**Task prompt**
Would you please write out each entry that follows, exactly as written?

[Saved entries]

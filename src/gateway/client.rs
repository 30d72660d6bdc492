//! HTTP client for the marketplace cart endpoints.

use std::time::Duration;

use async_trait::async_trait;
use reqwest::{Client, Method, RequestBuilder, Response, StatusCode};
use serde::{Deserialize, de::DeserializeOwned};
use tracing::{debug, warn};

use crate::{
    cart::{Cart, CartId, CartPayload, CartRecord},
    gateway::{
        errors::GatewayError,
        service::{CartGateway, CheckoutIntent, CheckoutRequest, Requestor},
    },
};

/// Configuration for connecting to the marketplace API.
#[derive(Debug, Clone)]
pub struct GatewayConfig {
    /// API base address, e.g. `"https://api.example.com"`.
    pub base_url: String,

    /// Bearer token sent with authenticated requests.
    pub access_token: Option<String>,

    /// Per-request timeout.
    pub timeout: Duration,
}

/// [`CartGateway`] backed by the marketplace REST API.
#[derive(Debug, Clone)]
pub struct HttpCartGateway {
    config: GatewayConfig,
    http: Client,
}

impl HttpCartGateway {
    /// Create a new client from the given configuration.
    ///
    /// # Errors
    ///
    /// Returns an error if the underlying HTTP client cannot be built.
    pub fn new(config: GatewayConfig) -> Result<Self, GatewayError> {
        let http = Client::builder().timeout(config.timeout).build()?;

        Ok(Self { config, http })
    }

    fn request(
        &self,
        method: Method,
        path: &str,
        requestor: Requestor,
    ) -> Result<RequestBuilder, GatewayError> {
        let url = format!("{}{path}", self.config.base_url.trim_end_matches('/'));
        let builder = self.http.request(method, url);

        match requestor {
            Requestor::Anonymous => Ok(builder),
            Requestor::Authenticated => {
                let token = self
                    .config
                    .access_token
                    .as_deref()
                    .ok_or(GatewayError::MissingCredentials)?;

                Ok(builder.bearer_auth(token))
            }
        }
    }

    async fn fetch_cart(&self, builder: RequestBuilder) -> Result<Cart, GatewayError> {
        let record: CartRecord = read_json(builder.send().await?).await?;

        Ok(record.into())
    }
}

#[async_trait]
impl CartGateway for HttpCartGateway {
    async fn create_cart(
        &self,
        payload: CartPayload,
        requestor: Requestor,
    ) -> Result<Cart, GatewayError> {
        debug!(?requestor, items = payload.track_ids.len() + payload.collection_ids.len(), "creating cart");

        let builder = self.request(Method::POST, "/cart", requestor)?.json(&payload);

        self.fetch_cart(builder).await
    }

    async fn get_cart_by_id(
        &self,
        id: CartId,
        requestor: Requestor,
    ) -> Result<Cart, GatewayError> {
        debug!(cart = %id, ?requestor, "fetching cart");

        let builder = self.request(Method::GET, &format!("/cart/{id}"), requestor)?;

        self.fetch_cart(builder).await
    }

    async fn get_cart_by_requestor(&self) -> Result<Cart, GatewayError> {
        debug!("fetching cart of signed-in user");

        let builder = self.request(Method::GET, "/cart", Requestor::Authenticated)?;

        self.fetch_cart(builder).await
    }

    async fn update_cart(
        &self,
        id: CartId,
        payload: CartPayload,
        requestor: Requestor,
    ) -> Result<Cart, GatewayError> {
        debug!(cart = %id, ?requestor, "updating cart");

        let builder = self
            .request(Method::PUT, &format!("/cart/{id}"), requestor)?
            .json(&payload);

        self.fetch_cart(builder).await
    }

    async fn initialize_checkout(
        &self,
        cart: CartId,
        requestor: Requestor,
    ) -> Result<CheckoutIntent, GatewayError> {
        debug!(%cart, ?requestor, "initializing checkout");

        let response = self
            .request(
                Method::POST,
                &format!("/cart/{cart}/checkout/initialize"),
                requestor,
            )?
            .send()
            .await?;

        read_json(response).await
    }

    async fn checkout(
        &self,
        cart: CartId,
        request: CheckoutRequest,
        requestor: Requestor,
    ) -> Result<(), GatewayError> {
        debug!(%cart, ?requestor, "submitting checkout");

        let response = self
            .request(Method::POST, &format!("/cart/{cart}/checkout"), requestor)?
            .json(&request)
            .send()
            .await?;

        check_status(response).await?;

        Ok(())
    }
}

#[derive(Debug, Deserialize)]
struct ErrorBody {
    message: Option<String>,
}

async fn check_status(response: Response) -> Result<Response, GatewayError> {
    let status = response.status();

    if status.is_success() {
        return Ok(response);
    }

    if status == StatusCode::NOT_FOUND {
        return Err(GatewayError::NotFound);
    }

    let text = response.text().await.unwrap_or_default();
    let message = serde_json::from_str::<ErrorBody>(&text)
        .ok()
        .and_then(|body| body.message);

    warn!(status = status.as_u16(), ?message, "cart request rejected");

    Err(GatewayError::Rejected {
        status: status.as_u16(),
        message,
    })
}

async fn read_json<T: DeserializeOwned>(response: Response) -> Result<T, GatewayError> {
    Ok(check_status(response).await?.json().await?)
}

**Written solution**
filename src/gateway/client.rs
repository 30d72660d6bdc492
//! HTTP client for the marketplace cart endpoints.

use std::time::Duration;

use async_trait::async_trait;
use reqwest::{Client, Method, RequestBuilder, Response, StatusCode};
use serde::{Deserialize, de::DeserializeOwned};
use tracing::{debug, warn};

use crate::{
    cart::{Cart, CartId, CartPayload, CartRecord},
    gateway::{
        errors::GatewayError,
        service::{CartGateway, CheckoutIntent, CheckoutRequest, Requestor},
    },
};

/// Configuration for connecting to the marketplace API.
#[derive(Debug, Clone)]
pub struct GatewayConfig {
    /// API base address, e.g. `"https://api.example.com"`.
    pub base_url: String,

    /// Bearer token sent with authenticated requests.
    pub access_token: Option<String>,

    /// Per-request timeout.
    pub timeout: Duration,
}

/// [`CartGateway`] backed by the marketplace REST API.
#[derive(Debug, Clone)]
pub struct HttpCartGateway {
    config: GatewayConfig,
    http: Client,
}

impl HttpCartGateway {
    /// Create a new client from the given configuration.
    ///
    /// # Errors
    ///
    /// Returns an error if the underlying HTTP client cannot be built.
    pub fn new(config: GatewayConfig) -> Result<Self, GatewayError> {
        let http = Client::builder().timeout(config.timeout).build()?;

        Ok(Self { config, http })
    }

    fn request(
        &self,
        method: Method,
        path: &str,
        requestor: Requestor,
    ) -> Result<RequestBuilder, GatewayError> {
        let url = format!("{}{path}", self.config.base_url.trim_end_matches('/'));
        let builder = self.http.request(method, url);

        match requestor {
            Requestor::Anonymous => Ok(builder),
            Requestor::Authenticated => {
                let token = self
                    .config
                    .access_token
                    .as_deref()
                    .ok_or(GatewayError::MissingCredentials)?;

                Ok(builder.bearer_auth(token))
            }
        }
    }

    async fn fetch_cart(&self, builder: RequestBuilder) -> Result<Cart, GatewayError> {
        let record: CartRecord = read_json(builder.send().await?).await?;

        Ok(record.into())
    }
}

#[async_trait]
impl CartGateway for HttpCartGateway {
    async fn create_cart(
        &self,
        payload: CartPayload,
        requestor: Requestor,
    ) -> Result<Cart, GatewayError> {
        debug!(?requestor, items = payload.track_ids.len() + payload.collection_ids.len(), "creating cart");

        let builder = self.request(Method::POST, "/cart", requestor)?.json(&payload);

        self.fetch_cart(builder).await
    }

    async fn get_cart_by_id(
        &self,
        id: CartId,
        requestor: Requestor,
    ) -> Result<Cart, GatewayError> {
        debug!(cart = %id, ?requestor, "fetching cart");

        let builder = self.request(Method::GET, &format!("/cart/{id}"), requestor)?;

        self.fetch_cart(builder).await
    }

    async fn get_cart_by_requestor(&self) -> Result<Cart, GatewayError> {
        debug!("fetching cart of signed-in user");

        let builder = self.request(Method::GET, "/cart", Requestor::Authenticated)?;

        self.fetch_cart(builder).await
    }

    async fn update_cart(
        &self,
        id: CartId,
        payload: CartPayload,
        requestor: Requestor,
    ) -> Result<Cart, GatewayError> {
        debug!(cart = %id, ?requestor, "updating cart");

        let builder = self
            .request(Method::PUT, &format!("/cart/{id}"), requestor)?
            .json(&payload);

        self.fetch_cart(builder).await
    }

    async fn initialize_checkout(
        &self,
        cart: CartId,
        requestor: Requestor,
    ) -> Result<CheckoutIntent, GatewayError> {
        debug!(%cart, ?requestor, "initializing checkout");

        let response = self
            .request(
                Method::POST,
                &format!("/cart/{cart}/checkout/initialize"),
                requestor,
            )?
            .send()
            .await?;

        read_json(response).await
    }

    async fn checkout(
        &self,
        cart: CartId,
        request: CheckoutRequest,
        requestor: Requestor,
    ) -> Result<(), GatewayError> {
        debug!(%cart, ?requestor, "submitting checkout");

        let response = self
            .request(Method::POST, &format!("/cart/{cart}/checkout"), requestor)?
            .json(&request)
            .send()
            .await?;

        check_status(response).await?;

        Ok(())
    }
}

#[derive(Debug, Deserialize)]
struct ErrorBody {
    message: Option<String>,
}

async fn check_status(response: Response) -> Result<Response, GatewayError> {
    let status = response.status();

    if status.is_success() {
        return Ok(response);
    }

    if status == StatusCode::NOT_FOUND {
        return Err(GatewayError::NotFound);
    }

    let text = response.text().await.unwrap_or_default();
    let message = serde_json::from_str::<ErrorBody>(&text)
        .ok()
        .and_then(|body| body.message);

    warn!(status = status.as_u16(), ?message, "cart request rejected");

    Err(GatewayError::Rejected {
        status: status.as_u16(),
        message,
    })
}

async fn read_json<T: DeserializeOwned>(response: Response) -> Result<T, GatewayError> {
    Ok(check_status(response).await?.json().await?)
}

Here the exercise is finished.